Probability notation q(y) and q(Y) and its implication to vector functions

The function in question is (from Appendix B, Proof of proposition 2.1 from Posterior Regularization for Structured Latent Variable Models):

$$q(\textbf{Z}) = \frac{p_{\theta}(\textbf{Z}|\textbf{X})exp(\lambda^T \cdot \Phi(\textbf{Z}|\textbf{X}))}{H}$$

The $q(\textbf{Z})$ is a probability distribution of latent variable $z$, such that $\textbf{Z} \in \mathbb{R}^{N \times 1}$, $\textbf{X}$ is a vector of $N$ datapoints such that $\textbf{X} \in \mathbb{R}^{N \times 2}$. The $\lambda$ is a dual variable, such that $\lambda \in \mathbb{R}^{N \times 1}$ and is a vector function $\Phi(\textbf{Z}|\textbf{X})$. $H$ is a constant that normalizes the distribution to have a sum of $1$.

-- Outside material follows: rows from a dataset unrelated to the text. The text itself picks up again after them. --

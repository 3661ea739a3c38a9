use serde::Serialize;

/// Qualitative position of a target key inside a ranked view.
#[derive(Debug, Clone, Copy, PartialEq, Eq, Serialize)]
#[serde(rename_all = "snake_case")]
pub enum RankStatus {
    /// Target present; `rank` holds its 1-based position.
    Ranked,
    /// View has rows but the target did not qualify under the filters.
    NotPresent,
    /// View is empty, so there is neither a best row nor a rank.
    EmptyView,
}

/// Rank of one key inside a freshly sorted, filtered view.
#[derive(Debug, Clone, PartialEq, Eq, Serialize)]
pub struct RankOutcome {
    pub found: bool,
    /// 1-based; `None` is the "did not qualify" sentinel, never zero.
    pub rank: Option<usize>,
    /// Display key of the first row of the view (gene name or ligand id).
    pub best: Option<String>,
    pub view_len: usize,
    pub status: RankStatus,
}

impl RankOutcome {
    /// Zero-based position, handy for top-N checks.
    pub fn position(&self) -> Option<usize> {
        self.rank.map(|r| r - 1)
    }

    pub fn within_top(&self, n: usize) -> bool {
        self.position().is_some_and(|p| p < n)
    }

    pub fn status_text(&self) -> &'static str {
        match self.status {
            RankStatus::Ranked => "hit rank is",
            RankStatus::NotPresent | RankStatus::EmptyView => "is not a hit",
        }
    }

    pub fn best_text(&self) -> &'static str {
        match self.status {
            RankStatus::Ranked => "is best",
            RankStatus::NotPresent => "protein is best",
            RankStatus::EmptyView => "",
        }
    }
}

/// Hit count relative to a denominator, flagged when above a threshold.
#[derive(Debug, Clone, Copy, PartialEq, Serialize)]
pub struct Promiscuity {
    pub hits: usize,
    pub denominator: usize,
    pub ratio: f64,
    pub threshold: f64,
    pub flagged: bool,
}

impl Promiscuity {
    pub fn new(hits: usize, denominator: usize, threshold: f64) -> Self {
        let ratio = if denominator == 0 {
            0.0
        } else {
            hits as f64 / denominator as f64
        };
        Self {
            hits,
            denominator,
            ratio,
            threshold,
            flagged: ratio > threshold,
        }
    }

    /// Ratio as a percentage rounded to one decimal.
    pub fn percent(&self) -> f64 {
        (self.ratio * 1000.0).round() / 10.0
    }
}

#[cfg(test)]
#[path = "../../tests/src_inline/model/outcomes.rs"]
mod tests;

The question is, how to evaluate $q()$ for a single variable $z$, rather than a vector $\textbf{Z}$ ?

Particular example of confusion: For instance, for particular $z_i$, which is related to datapoint $x_j$, is the term in exponential this $exp(\lambda^T \cdot \Phi(\textbf{Z}|\textbf{X}) )$ or this $exp(\lambda^T_i \cdot \Phi(z_i|x_j) )$?

In other words, is a single $z$ weighted through the exponential term obtained from all other $\textbf{Z}$, or just the particular $z_i$?

If its the former case, do I need to explicitly define $\Phi(z_k|x_j) = 0$, when $i \ne k$, because otherwise it seems undefined as a vector function for the elements $\Phi()$ not defined for $z_i$.

General question: How to intuitively understand whether my distribution/function is a function of only particular variable or a vector of variables?